Another great way to warm it up, warm up a pitch is to start commenting. Maybe a month or two out, comment on their posts and start kind of building relationships with them and that way you are not just a random that reaches out to them out of nowhere.
The second thing is, I really think that people who try to include everything in the email pitch at the beginning, like I’m going to save you some time and I am going to include every single detail – don’t do that.
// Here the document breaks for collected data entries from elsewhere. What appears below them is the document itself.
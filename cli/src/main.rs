mod commands;
mod logging;
mod output;

use clap::{Args, Parser, Subcommand, ValueEnum};
use model_prune::{CleanupMode, ModelScanError, ReportError};
use std::path::PathBuf;
use std::process::ExitCode;

#[derive(Parser)]
#[command(name = "model-prune")]
#[command(about = "Find unused columns and measures in a Power BI model and remove them safely")]
#[command(version)]
pub struct Cli {
    #[arg(long, short, global = true, help = "Verbose mode: log debug details to stderr")]
    pub verbose: bool,
    #[arg(long, short, global = true, help = "Quiet mode: only show errors and the summary")]
    pub quiet: bool,
    #[command(subcommand)]
    pub command: Commands,
}

#[derive(Subcommand)]
pub enum Commands {
    #[command(about = "Decide which columns and tables are removable and write SQL scripts")]
    Analyze {
        #[command(flatten)]
        inputs: InputArgs,
        #[arg(long, value_name = "DIR", help = "The model's definition/tables directory; keeps columns the model depends on")]
        tables: Option<PathBuf>,
        #[arg(long, short, value_enum, default_value = "text", help = "Summary format on stdout")]
        format: OutputFormat,
    },
    #[command(about = "Analyze, protect structural dependencies, then delete items from TMDL files")]
    Cleanup {
        #[command(flatten)]
        inputs: InputArgs,
        #[arg(long, value_name = "DIR", help = "The model's definition/tables directory")]
        tables: PathBuf,
        #[arg(long, value_enum, help = "Which removable items to delete (default: model-only)")]
        mode: Option<ModeArg>,
        #[arg(long, short, help = "Do not ask for confirmation")]
        yes: bool,
        #[arg(long, help = "Show the plan and stop without touching any file")]
        dry_run: bool,
        #[arg(long, short, value_enum, default_value = "text", help = "Summary format on stdout")]
        format: OutputFormat,
    },
}

#[derive(Args, Clone)]
pub struct InputArgs {
    #[arg(long, value_name = "CSV", help = "Report field usage table")]
    pub usage: PathBuf,
    #[arg(long, value_name = "DIR", help = "Directory holding Tables.csv, Columns.csv and Relations.csv")]
    pub catalog: PathBuf,
    #[arg(long, value_name = "CSV", help = "Manually protected columns (TableName, ColumnName)")]
    pub views: Option<PathBuf>,
    #[arg(long, value_name = "CSV", help = "Manually protected tables (TableName)")]
    pub security: Option<PathBuf>,
    #[arg(long, value_name = "CSV", help = "Tables protected by access-control rules (TableName)")]
    pub access_control: Option<PathBuf>,
    #[arg(long, short, value_name = "DIR", default_value = "prune-output", help = "Directory for generated files")]
    pub out: PathBuf,
    #[arg(long, value_name = "PATH", help = "JSON configuration file")]
    pub config: Option<PathBuf>,
    #[arg(long, help = "Database schema for generated SQL (overrides config)")]
    pub schema: Option<String>,
}

#[derive(Clone, Copy, ValueEnum, PartialEq, Eq)]
pub enum OutputFormat {
    Text,
    Json,
}

#[derive(Clone, Copy, ValueEnum, PartialEq, Eq)]
pub enum ModeArg {
    ModelOnly,
    All,
}

impl From<ModeArg> for CleanupMode {
    fn from(mode: ModeArg) -> Self {
        match mode {
            ModeArg::ModelOnly => CleanupMode::ModelOnly,
            ModeArg::All => CleanupMode::All,
        }
    }
}

fn main() -> ExitCode {
    let cli = Cli::parse();
    logging::init(cli.verbose, cli.quiet);

    let result = match cli.command {
        Commands::Analyze { inputs, tables, format } => {
            commands::analyze::run(&inputs, tables.as_deref(), format, cli.quiet)
        }
        Commands::Cleanup {
            inputs,
            tables,
            mode,
            yes,
            dry_run,
            format,
        } => commands::cleanup::run(
            &inputs,
            &tables,
            mode.map(CleanupMode::from),
            yes,
            dry_run,
            format,
            cli.quiet,
        ),
    };

    match result {
        Ok(code) => code,
        Err(e) => {
            eprintln!("Error: {:#}", e);
            exit_code_for_error(&e)
        }
    }
}

fn exit_code_for_error(err: &anyhow::Error) -> ExitCode {
    if is_internal_error(err) {
        ExitCode::from(3)
    } else {
        ExitCode::from(2)
    }
}

/// Bad inputs, unresolved ids, invalid configuration and missing or
/// unreadable model files exit with 2; failures writing outputs or listing
/// the model directory exit with 3.
fn is_internal_error(err: &anyhow::Error) -> bool {
    err.chain().any(|cause| {
        let scan_fault = cause
            .downcast_ref::<ModelScanError>()
            .is_some_and(|e| !e.is_input_error());
        cause.is::<ReportError>() || scan_fault || cause.is::<std::io::Error>()
    })
}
Just get the YES. Make it short enough, short paragraphs, short email. 2-3 sentences per paragraph bullet lists are great, just get in there enough to tell that you are credible enough so they know what you are talking about and just get them to say the yes, and then send them the next email with all the details.
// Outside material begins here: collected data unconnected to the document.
//! Per-column liveness flags and the audits that explain unmatched evidence.

use std::collections::{BTreeSet, HashSet};

use serde::{Deserialize, Serialize};

use crate::catalog::ColumnUniverse;
use crate::key::{normalize_key, split_key};
use crate::relationships::RelationshipEdge;
use crate::usage::UsageRecord;

#[derive(Debug, Clone, Copy, Default, PartialEq, Eq, Serialize, Deserialize)]
pub struct LivenessFlags {
    pub used_in_report: bool,
    pub used_in_relationship: bool,
}

impl LivenessFlags {
    pub fn is_live(self) -> bool {
        self.used_in_report || self.used_in_relationship
    }
}

fn item_part(normalized_key: &str) -> &str {
    split_key(normalized_key).map_or(normalized_key, |(_, item)| item.trim())
}

/// One flag per universe column, in universe order.
///
/// Measures also match by bare name because visuals can attribute a measure
/// to a table other than its home table; measure names are model-unique.
pub fn flag_report_usage(universe: &ColumnUniverse, usage: &[UsageRecord]) -> Vec<bool> {
    let used_keys: HashSet<&str> = usage.iter().map(|u| u.normalized_key.as_str()).collect();
    let used_names: HashSet<&str> = used_keys.iter().map(|k| item_part(k)).collect();

    universe
        .iter()
        .map(|col| {
            if used_keys.contains(col.normalized_key.as_str()) {
                return true;
            }
            col.storage.is_measure() && used_names.contains(normalize_key(col.column()).as_str())
        })
        .collect()
}

pub fn flag_relationship_usage(universe: &ColumnUniverse, edges: &[RelationshipEdge]) -> Vec<bool> {
    let endpoints: HashSet<String> = edges
        .iter()
        .flat_map(|e| e.endpoints())
        .map(|q| q.normalized())
        .collect();
    universe
        .iter()
        .map(|col| endpoints.contains(&col.normalized_key))
        .collect()
}

pub fn compute_liveness(
    universe: &ColumnUniverse,
    usage: &[UsageRecord],
    edges: &[RelationshipEdge],
) -> Vec<LivenessFlags> {
    let report = flag_report_usage(universe, usage);
    let rel = flag_relationship_usage(universe, edges);
    report
        .into_iter()
        .zip(rel)
        .map(|(used_in_report, used_in_relationship)| LivenessFlags {
            used_in_report,
            used_in_relationship,
        })
        .collect()
}

#[derive(Debug, Clone, Copy, PartialEq, Eq, PartialOrd, Ord, Serialize, Deserialize)]
#[serde(rename_all = "snake_case")]
pub enum UnmatchedKind {
    /// The item name exists in the model, but under a different table.
    TrueMismatch,
    /// The item name exists nowhere; a visual-level rename or ad-hoc field.
    DisplayAlias,
}

impl UnmatchedKind {
    pub fn as_str(self) -> &'static str {
        match self {
            UnmatchedKind::TrueMismatch => "true_mismatch",
            UnmatchedKind::DisplayAlias => "display_alias",
        }
    }
}

#[derive(Debug, Clone, PartialEq, Eq, PartialOrd, Ord, Serialize, Deserialize)]
pub struct UnmatchedUsageKey {
    pub key: String,
    pub kind: UnmatchedKind,
}

/// Usage keys that matched no model column, deduplicated and ordered by key.
pub fn audit_usage_keys(universe: &ColumnUniverse, usage: &[UsageRecord]) -> Vec<UnmatchedUsageKey> {
    let model_keys: HashSet<&str> = universe.iter().map(|c| c.normalized_key.as_str()).collect();
    let all_names: HashSet<String> = universe.iter().map(|c| normalize_key(c.column())).collect();
    let measure_names: HashSet<String> = universe
        .iter()
        .filter(|c| c.storage.is_measure())
        .map(|c| normalize_key(c.column()))
        .collect();

    let mut out: BTreeSet<UnmatchedUsageKey> = BTreeSet::new();
    for record in usage {
        let norm = record.normalized_key.as_str();
        if model_keys.contains(norm) {
            continue;
        }
        let name = item_part(norm);
        if measure_names.contains(name) {
            continue;
        }
        let kind = if all_names.contains(name) {
            UnmatchedKind::TrueMismatch
        } else {
            UnmatchedKind::DisplayAlias
        };
        out.insert(UnmatchedUsageKey {
            key: record.key.clone(),
            kind,
        });
    }
    out.into_iter().collect()
}

/// Relationship endpoints (as `Table$$Column`) that name no model column.
pub fn audit_relationship_endpoints(universe: &ColumnUniverse, edges: &[RelationshipEdge]) -> Vec<String> {
    let model_keys: HashSet<&str> = universe.iter().map(|c| c.normalized_key.as_str()).collect();
    let mut out: BTreeSet<String> = BTreeSet::new();
    for endpoint in edges.iter().flat_map(|e| e.endpoints()) {
        if !model_keys.contains(endpoint.normalized().as_str()) {
            out.insert(endpoint.key());
        }
    }
    out.into_iter().collect()
}

#[cfg(test)]
mod tests {
    use super::*;
    use crate::catalog::{ColumnRow, TableRow};
    use crate::key::QualifiedName;
    use crate::relationships::CrossFilter;
    use crate::usage::{aggregate_usage, UsageRow};

    fn universe() -> ColumnUniverse {
        let tables = vec![
            TableRow { id: 1, name: "Sales".into() },
            TableRow { id: 2, name: "Opportunities".into() },
        ];
        let columns = vec![
            ColumnRow { id: 1, name: "Amount".into(), source_column: "amount".into(), table_id: 1 },
            ColumnRow { id: 2, name: "Cost".into(), source_column: "cost".into(), table_id: 1 },
            ColumnRow { id: 3, name: "Margin".into(), source_column: "margin".into(), table_id: 1 },
            ColumnRow { id: 4, name: "Goal".into(), source_column: "[Measure]".into(), table_id: 2 },
        ];
        ColumnUniverse::build(&tables, &columns).expect("universe")
    }

    fn usage(rows: &[(&str, &str)]) -> Vec<UsageRecord> {
        let rows: Vec<UsageRow> = rows
            .iter()
            .map(|(t, c)| UsageRow {
                table: t.to_string(),
                columns: c.to_string(),
                usage: "Visual".into(),
                ..Default::default()
            })
            .collect();
        aggregate_usage(&rows)
    }

    #[test]
    fn report_flags_match_normalized_keys() {
        let flags = flag_report_usage(&universe(), &usage(&[("SALES", "amount ?")]));
        assert_eq!(flags, vec![true, false, false, false]);
    }

    #[test]
    fn measures_match_by_bare_name_across_tables() {
        let flags = flag_report_usage(&universe(), &usage(&[("Owners", "Goal")]));
        assert_eq!(flags, vec![false, false, false, true]);
    }

    #[test]
    fn plain_columns_do_not_match_by_bare_name() {
        let flags = flag_report_usage(&universe(), &usage(&[("Other", "Amount")]));
        assert_eq!(flags, vec![false; 4]);
    }

    #[test]
    fn relationship_flags_cover_both_endpoints() {
        let edges = vec![RelationshipEdge {
            from: QualifiedName::new("Sales", "Cost"),
            to: QualifiedName::new("Sales", "Margin"),
            cross_filter: CrossFilter::Single,
            active: true,
        }];
        let flags = compute_liveness(&universe(), &[], &edges);
        let live: Vec<bool> = flags.iter().map(|f| f.is_live()).collect();
        assert_eq!(live, vec![false, true, true, false]);
    }

    #[test]
    fn audit_separates_mismatches_from_aliases() {
        let usage = usage(&[
            ("Sales", "Amount"),
            ("Products", "Cost"),
            ("Sales", "Profit Ratio"),
            ("Owners", "Goal"),
        ]);
        let audit = audit_usage_keys(&universe(), &usage);
        assert_eq!(
            audit,
            vec![
                UnmatchedUsageKey { key: "Products$$Cost".into(), kind: UnmatchedKind::TrueMismatch },
                UnmatchedUsageKey { key: "Sales$$Profit Ratio".into(), kind: UnmatchedKind::DisplayAlias },
            ]
        );
    }

    #[test]
    fn relationship_audit_lists_unknown_endpoints() {
        let edges = vec![RelationshipEdge {
            from: QualifiedName::new("Sales", "Amount"),
            to: QualifiedName::new("Ghost", "ID"),
            cross_filter: CrossFilter::Both,
            active: false,
        }];
        assert_eq!(audit_relationship_endpoints(&universe(), &edges), vec!["Ghost$$ID".to_string()]);
    }
}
Spencer Shaw: Is there a way to approach big time bloggers or big time websites like heavy traffic websites versus smaller traffic websites? Do you have to approach them differently?
Joel Widmer: With the big ones, the biggest thing that you need to do is if they accept guest posts, they are going to have a guest post guidelines. And I show a bunch of Google search had – how you can find those. Just super, super quick and super, super easy by searching Google inside their site. These are the things that you do them for an hour – Google will pop up and freeze your searches and say, “Are you a computer or are you a person? Because the stuff you are doing are so advanced that it looks like you are a robot.” So it’s good stuff. But it won’t freeze it, you can just click and be on your way.
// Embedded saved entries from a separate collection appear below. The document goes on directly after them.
fn add_variation_edges(graph: &mut DependencyGraph, index: &MemberIndex, from: &QualifiedName, column: &Block) {
    for variation in column.children_of(BlockKind::Variation) {
        let Some((table, hierarchy)) = variation.property("defaultHierarchy").and_then(parse_object_ref) else {
            continue;
        };
        if let Some(levels) = index.hierarchy_levels(&table, &hierarchy) {
            for level in levels {
                graph.add_edge(from, level, ProtectionKind::Hierarchy);
            }
        }
    }
}

fn add_semantic_link_edges(
    graph: &mut DependencyGraph,
    from: &QualifiedName,
    column: &Block,
    config: &PruneConfig,
    file_name: &str,
    notes: &mut Vec<Note>,
) {
    let annotations = column
        .children_of(BlockKind::Annotation)
        .filter(|a| a.name.eq_ignore_ascii_case(&config.semantic_link_annotation));
    for annotation in annotations {
        let raw = annotation.expression.as_deref().unwrap_or("").trim();
        let links = match serde_json::from_str::<Value>(raw) {
            Ok(Value::Array(items)) => items,
            Ok(other) => vec![other],
            Err(err) => {
                log::warn!("{file_name}: unparsable {} on {from}: {err}", annotation.name);
                notes.push(Note {
                    kind: NoteKind::MalformedAnnotation,
                    file: file_name.to_string(),
                    message: format!("{} on {from} is not valid JSON: {err}", annotation.name),
                });
                continue;
            }
        };
        for link in &links {
            let target = &link["LinkTarget"];
            let table = target["TableName"].as_str().unwrap_or("").trim();
            let item = target["TableItemName"].as_str().unwrap_or("").trim();
            if !table.is_empty() && !item.is_empty() {
                graph.add_edge(from, &QualifiedName::new(table, item), ProtectionKind::SemanticLink);
            }
        }
    }
}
Spencer Shaw: So you are going beyond, site calling website name -like you are doing some pretty advance stuff.
Joel Widmer: There’s a lot of other stuffs beyond site calling. Besides the basic ones that I teach, but there’s a lot of other things, yeah. Lot of other variations.
Spencer Shaw: I assume that if you let the people know in your pitch email that “Hey I understand your guidelines…” you are lowering the barrier resistance.
Joel Widmer: That is exactly right. You follow them to a T and show that you see what exactly they are talking about. And if you do that and you provide them with all the stuff they want, you will be right up there and be considered like anybody else. I have a client on which we just got them on pro-blogger, and they had followed it to a T, and no trouble at all on getting featured. And it was early in their guest posting. So they have to have a ton of credibility.
Spencer Shaw: Wow, that’s pretty neat. So you’re doing a piggy-backing technique while still helping . Do you want to jump in and talk about content creation and how you do that or is there something else you want to jump in first?
Joel Widmer: No. We can talk about content creation.
Spencer Shaw: To me, with every single piece of marketing you do or business, there’s bottlenecks in several different areas. If you are not tech person, usually your bottleneck is tech. If you are not an incredible writer, you are going to have a bottle neck with content creation. I use myself as an example. I love to speak in the video but it’s really hard to do the bottleneck of typing out in a computer and taking the time. How do the person overcome those bottlenecks to create incredible content?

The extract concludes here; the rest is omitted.